The Germans imposed a number of restrictions on recreational life and cultural activities in Lille. Jewish pieces were not allowed to be played at concerts, and English-language films were banned in 1940. Dancing in public places was outlawed on August 20, 1940; however, dancing was allowed in certain schools, which had to comply with strict rules imposed by the Germans. Sign-up fees were often high, so residents from poorer backgrounds would make do by attending secret dances, at the risk of being fined.

Published works were not allowed to "harm German prestige and interests," according to one rule on book publishing. The physical quality of books worsened during the war, owing to a shortage of paper.

=== Medical and social assistance ===
The national government was slow to act, so private organizations—including the ACO (Catholic Action for Workers), the LOC (League of Christian Workers), and the Social Secretariat of Lille—handled the distribution of emergency relief to the families of the men away at war. Those families who were most in need were given money.

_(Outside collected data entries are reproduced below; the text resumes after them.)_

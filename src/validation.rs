//! Field-level input validation shared by the form, auth, and messaging
//! endpoints.
//!
//! Every check for a request runs before any error is returned, so a client
//! receives all field messages at once as `{ "errors": { field: message } }`.
//! Only the first message per field is kept.

use std::collections::BTreeMap;

use serde::Serialize;

pub const EMAIL_MAX_CHARS: usize = 255;

#[derive(Debug, Clone, Default, PartialEq, Eq, Serialize, thiserror::Error)]
#[error("validation failed for {} field(s)", .errors.len())]
pub struct FieldErrors {
    errors: BTreeMap<String, String>,
}

impl crate::frame::ErrorCode for FieldErrors {
    fn error_code(&self) -> &'static str {
        "E_VALIDATION"
    }
}

/// Message for an over-long string.
#[must_use]
pub fn max_len_message(max: usize) -> String {
    format!("String must contain at most {max} character(s)")
}

impl FieldErrors {
    #[must_use]
    pub fn new() -> Self {
        Self::default()
    }

    /// Record `message` for `field` unless the field already failed.
    pub fn add(&mut self, field: &str, message: impl Into<String>) {
        self.errors.entry(field.to_string()).or_insert_with(|| message.into());
    }

    #[must_use]
    pub fn is_empty(&self) -> bool {
        self.errors.is_empty()
    }

    #[cfg(test)]
    pub fn get(&self, field: &str) -> Option<&str> {
        self.errors.get(field).map(String::as_str)
    }

    #[cfg(test)]
    pub fn len(&self) -> usize {
        self.errors.len()
    }

    /// # Errors
    ///
    /// Returns `self` when any field failed.
    pub fn into_result(self) -> Result<(), Self> {
        if self.is_empty() { Ok(()) } else { Err(self) }
    }

    /// Character-count bounds. Below `min` reports `min_message`; above `max`
    /// reports the standard over-length message.
    pub fn check_length(&mut self, field: &str, value: &str, min: usize, max: usize, min_message: &str) {
        let n = value.chars().count();
        if n < min {
            self.add(field, min_message);
        } else if n > max {
            self.add(field, max_len_message(max));
        }
    }

    pub fn check_required(&mut self, field: &str, value: &str, message: &str) {
        if value.is_empty() {
            self.add(field, message);
        }
    }

    /// Address shape first, then the length cap.
    pub fn check_email(&mut self, field: &str, value: &str, message: &str) {
        if !is_valid_email(value) {
            self.add(field, message);
        } else if value.chars().count() > EMAIL_MAX_CHARS {
            self.add(field, max_len_message(EMAIL_MAX_CHARS));
        }
    }

    pub fn check_one_of(&mut self, field: &str, value: &str, allowed: &[&str], message: &str) {
        if !allowed.contains(&value) {
            self.add(field, message);
        }
    }
}

/// `local@domain.tld` with no whitespace, a single `@`, and a dotted domain
/// whose labels are non-empty.
#[must_use]
pub fn is_valid_email(raw: &str) -> bool {
    if raw.chars().any(char::is_whitespace) {
        return false;
    }
    let Some((local, domain)) = raw.split_once('@') else {
        return false;
    };
    if local.is_empty() || domain.contains('@') || local.starts_with('.') || local.ends_with('.') {
        return false;
    }
    let labels: Vec<&str> = domain.split('.').collect();
    labels.len() >= 2
        && labels.iter().all(|l| !l.is_empty() && !l.starts_with('-') && !l.ends_with('-'))
        && labels.last().is_some_and(|tld| tld.len() >= 2 && tld.chars().all(char::is_alphabetic))
}

/// Trimmed, lower-cased address, or `None` when it is not a valid email.
#[must_use]
pub fn normalize_email(email: &str) -> Option<String> {
    let normalized = email.trim().to_ascii_lowercase();
    if !is_valid_email(&normalized) {
        return None;
    }
    Some(normalized)
}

The first soup kitchens in Lille were set up in November 1940. Low-cost restaurants were set up in 1941, along with school cafeterias. Heated shelters, open every afternoon except Sundays, were also established in Lille. They had readings rooms, nurses, sewing machines, and more. Finally, the organization National Relief (Secours National) focused its relief efforts on aid to bombing victims, and also engaged in rescue operations.

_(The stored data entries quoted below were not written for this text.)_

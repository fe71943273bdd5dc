//! Admin application table: listing, status change, CSV export, pivot,
//! KPI cards and charts.
//!
//! Every view loads the full application list and hands it to the pure
//! functions in `crate::crm`; query strings carry the table view-state.

use axum::extract::{Path, Query, State};
use axum::http::StatusCode;
use axum::http::header::{CONTENT_DISPOSITION, CONTENT_TYPE};
use axum::response::{IntoResponse, Json, Response};
use serde::Deserialize;
use time::macros::format_description;
use time::{Date, OffsetDateTime};
use uuid::Uuid;

use super::auth::AdminUser;
use super::{crm_error_response, error_response, internal_error};
use crate::crm::query::{ApplicationFilter, ApplicationSortField, DateRange, GroupBy, Sort, SortOrder};
use crate::crm::{export, kpi, pivot, query};
use crate::model::{Application, ApplicationStatus, ApplicationType};
use crate::services::applications::{self as app_svc, CrmError};
use crate::services::realtime::ChangeEvent;
use crate::state::AppState;

// =============================================================================
// VIEW-STATE
// =============================================================================

/// Table view-state as sent in the query string. `all` or an empty value
/// disables a filter. `toggle` is a header click applied on top of
/// `sort`/`order`.
#[derive(Debug, Default, Deserialize)]
#[serde(default)]
pub struct ApplicationQuery {
    pub search: String,
    #[serde(rename = "type")]
    pub application_type: Option<String>,
    pub status: Option<String>,
    pub from: Option<String>,
    pub to: Option<String>,
    pub sort: Option<ApplicationSortField>,
    pub order: Option<SortOrder>,
    pub toggle: Option<ApplicationSortField>,
    pub group_by: GroupBy,
    pub page: Option<usize>,
}

fn selected(raw: Option<&str>) -> Option<&str> {
    raw.map(str::trim).filter(|v| !v.is_empty() && *v != "all")
}

fn parse_date(raw: Option<&str>) -> Result<Option<Date>, String> {
    let Some(raw) = selected(raw) else {
        return Ok(None);
    };
    Date::parse(raw, format_description!("[year]-[month]-[day]"))
        .map(Some)
        .map_err(|_| format!("invalid date: {raw}"))
}

impl ApplicationQuery {
    /// # Errors
    ///
    /// Returns a message naming the first unknown type, status, or date.
    pub fn filter(&self) -> Result<ApplicationFilter, String> {
        let application_type = match selected(self.application_type.as_deref()) {
            Some(raw) => Some(ApplicationType::parse(raw).ok_or_else(|| format!("invalid type: {raw}"))?),
            None => None,
        };
        let status = match selected(self.status.as_deref()) {
            Some(raw) => Some(ApplicationStatus::parse(raw).ok_or_else(|| format!("invalid status: {raw}"))?),
            None => None,
        };
        Ok(ApplicationFilter {
            search: self.search.trim().to_string(),
            application_type,
            status,
            dates: DateRange { from: parse_date(self.from.as_deref())?, to: parse_date(self.to.as_deref())? },
        })
    }

    #[must_use]
    pub fn sort(&self) -> Sort<ApplicationSortField> {
        let current = Sort { field: self.sort.unwrap_or_default(), order: self.order.unwrap_or_default() };
        self.toggle.map_or(current, |field| current.toggle(field))
    }
}

async fn load_all(state: &AppState) -> Result<Vec<Application>, Response> {
    app_svc::list_all(&state.pool).await.map_err(crm_error_response)
}

/// Filtered and sorted list, or a 400 for a malformed query.
async fn load_filtered(state: &AppState, params: &ApplicationQuery) -> Result<Vec<Application>, Response> {
    let filter = params
        .filter()
        .map_err(|msg| error_response(StatusCode::BAD_REQUEST, msg))?;
    let apps = load_all(state).await?;
    Ok(query::filter_sort_applications(&apps, &filter, params.sort()))
}

// =============================================================================
// HANDLERS
// =============================================================================

/// `GET /api/applications`: paged, or grouped when `group_by` is set.
pub async fn list(
    State(state): State<AppState>,
    _admin: AdminUser,
    Query(params): Query<ApplicationQuery>,
) -> Response {
    let filter = match params.filter() {
        Ok(f) => f,
        Err(msg) => return error_response(StatusCode::BAD_REQUEST, msg),
    };
    let apps = match load_all(&state).await {
        Ok(apps) => apps,
        Err(resp) => return resp,
    };
    let listing = query::list_applications(&apps, &filter, params.sort(), params.group_by, params.page.unwrap_or(1));
    Json(listing).into_response()
}

#[derive(Debug, Deserialize)]
pub struct StatusUpdate {
    pub status: String,
}

/// `PATCH /api/applications/{id}`: change status and notify subscribers.
pub async fn update_status(
    State(state): State<AppState>,
    AdminUser(admin): AdminUser,
    Path(id): Path<Uuid>,
    Json(body): Json<StatusUpdate>,
) -> Response {
    let Some(status) = ApplicationStatus::parse(body.status.trim()) else {
        return crm_error_response(CrmError::InvalidStatus(body.status));
    };
    match app_svc::update_status(&state.pool, id, status).await {
        Ok(app) => {
            tracing::info!(application_id = %id, status = status.as_str(), admin_id = %admin.user.id, "application status changed");
            let owners: Vec<Uuid> = app.user_id.into_iter().collect();
            state
                .realtime
                .publish_row("applications", ChangeEvent::Update, &app, &owners)
                .await;
            Json(app).into_response()
        }
        Err(e) => crm_error_response(e),
    }
}

/// `GET /api/applications/export.csv`: filtered, sorted, unpaginated CSV.
pub async fn export_csv(
    State(state): State<AppState>,
    _admin: AdminUser,
    Query(params): Query<ApplicationQuery>,
) -> Response {
    let apps = match load_filtered(&state, &params).await {
        Ok(apps) => apps,
        Err(resp) => return resp,
    };
    let body = match export::applications_csv(&apps) {
        Ok(bytes) => bytes,
        Err(e) => return internal_error("csv export", &e),
    };
    let filename = export::export_filename(OffsetDateTime::now_utc().date());
    (
        [
            (CONTENT_TYPE, "text/csv; charset=utf-8".to_string()),
            (CONTENT_DISPOSITION, format!("attachment; filename=\"{filename}\"")),
        ],
        body,
    )
        .into_response()
}

/// `GET /api/applications/pivot`: type x status matrix over all applications.
pub async fn pivot(State(state): State<AppState>, _admin: AdminUser) -> Response {
    match load_all(&state).await {
        Ok(apps) => Json(pivot::build_pivot(&apps)).into_response(),
        Err(resp) => resp,
    }
}

/// `GET /api/dashboard/kpis`
pub async fn kpis(State(state): State<AppState>, _admin: AdminUser) -> Response {
    match load_all(&state).await {
        Ok(apps) => Json(kpi::kpi_cards(&apps)).into_response(),
        Err(resp) => resp,
    }
}

/// `GET /api/dashboard/charts`
pub async fn charts(State(state): State<AppState>, _admin: AdminUser) -> Response {
    match load_all(&state).await {
        Ok(apps) => Json(kpi::chart_data(&apps, OffsetDateTime::now_utc().date())).into_response(),
        Err(resp) => resp,
    }
}

#[cfg(test)]
#[path = "applications_test.rs"]
mod tests;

==== Relief organizations ====
On June 4, 1940, the SSBM (Society for Relief to Wounded Soldiers), UFF (Union of French Women), and ADF (Association of French Ladies) merged to form the French Red Cross. The Committee of the French Red Cross in Lille engaged in a variety of activities, such as opening two clinics and offering training for nurses. Numerous volunteers worked for the Red Cross, and most of the committee's resources were devoted to aiding the suffering (particularly prisoners in Loos, as well as the wounded, the sick, undernourished children, etc.). In April 1942, the Youth Red Cross was formed.

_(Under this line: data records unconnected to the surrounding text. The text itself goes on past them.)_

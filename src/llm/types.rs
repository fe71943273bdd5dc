//! LLM types: provider-neutral message types and errors.

use serde::{Deserialize, Serialize};

// =============================================================================
// ERROR
// =============================================================================

/// Errors produced by LLM client operations.
#[derive(Debug, thiserror::Error)]
pub enum LlmError {
    /// A configuration value could not be parsed.
    #[error("config parse failed: {0}")]
    ConfigParse(String),

    /// The required API key environment variable is not set.
    #[error("missing API key: env var {var} not set")]
    MissingApiKey { var: String },

    /// The HTTP request to the inference gateway failed.
    #[error("API request failed: {0}")]
    ApiRequest(String),

    /// The gateway returned a non-success HTTP status.
    #[error("API response error: status {status}")]
    ApiResponse { status: u16, body: String },

    /// The gateway response body could not be deserialized.
    #[error("API response parse failed: {0}")]
    ApiParse(String),

    /// The underlying HTTP client could not be constructed.
    #[error("HTTP client build failed: {0}")]
    HttpClientBuild(String),
}

impl crate::frame::ErrorCode for LlmError {
    fn error_code(&self) -> &'static str {
        match self {
            Self::ConfigParse(_) => "E_CONFIG_PARSE",
            Self::MissingApiKey { .. } => "E_MISSING_API_KEY",
            Self::ApiRequest(_) => "E_API_REQUEST",
            Self::ApiResponse { .. } => "E_API_RESPONSE",
            Self::ApiParse(_) => "E_API_PARSE",
            Self::HttpClientBuild(_) => "E_HTTP_CLIENT_BUILD",
        }
    }

    fn retryable(&self) -> bool {
        matches!(self, Self::ApiRequest(_) | Self::ApiResponse { status: 429 | 500..=599, .. })
    }
}

// =============================================================================
// CONTENT BLOCKS
// =============================================================================

/// A structured content block in an API response.
#[derive(Debug, Clone, Serialize, Deserialize)]
#[serde(tag = "type")]
pub enum ContentBlock {
    #[serde(rename = "text")]
    Text { text: String },

    /// Any unrecognized block type: ignored by downstream logic.
    #[serde(other)]
    Unknown,
}

// =============================================================================
// MESSAGE TYPES
// =============================================================================

/// A single message in a conversation.
#[derive(Debug, Clone, Serialize, Deserialize)]
pub struct Message {
    pub role: String,
    pub content: String,
}

impl Message {
    #[must_use]
    pub fn user(content: impl Into<String>) -> Self {
        Self { role: "user".into(), content: content.into() }
    }
}

/// Response from an LLM chat call.
#[derive(Debug, Serialize, Deserialize)]
pub struct ChatResponse {
    pub content: Vec<ContentBlock>,
    pub model: String,
    pub stop_reason: String,
    pub input_tokens: u64,
    pub output_tokens: u64,
}

impl ChatResponse {
    /// Concatenated text of every text block.
    #[must_use]
    pub fn text(&self) -> String {
        self.content
            .iter()
            .filter_map(|block| match block {
                ContentBlock::Text { text } => Some(text.as_str()),
                ContentBlock::Unknown => None,
            })
            .collect()
    }
}

// =============================================================================
// LLM CHAT TRAIT
// =============================================================================

/// Provider-neutral async trait for LLM chat. Enables mocking in tests.
#[async_trait::async_trait]
pub trait LlmChat: Send + Sync {
    /// Send a chat request to the inference gateway.
    ///
    /// # Errors
    ///
    /// Returns an [`LlmError`] if the request fails, the response is malformed,
    /// or the gateway answers with a non-success status.
    async fn chat(&self, max_tokens: u32, system: &str, messages: &[Message]) -> Result<ChatResponse, LlmError>;
}

#[cfg(test)]
#[path = "types_test.rs"]
mod tests;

In the first year of the war, the "Dames," female volunteers trained in healthcare, managed the train station cafeteria reserved for soldiers on leave, while also helping with various other day-to-day tasks (notable examples include Marie-Rose Dalmar and Elisabeth Biarez). They were very active during the occupation and cared for numerous patients.

First-aid workers were also very active, particularly following the 1942 bombings of Fives and Helemmes. During this period, under the stewardship of Maurice Defives, Lille was the best-organized city when it came to first aid, with 260 first-aid responders in 1943. The job was not without its dangers, however, as demonstrated when four aid workers were gunned down by the SS in 1944.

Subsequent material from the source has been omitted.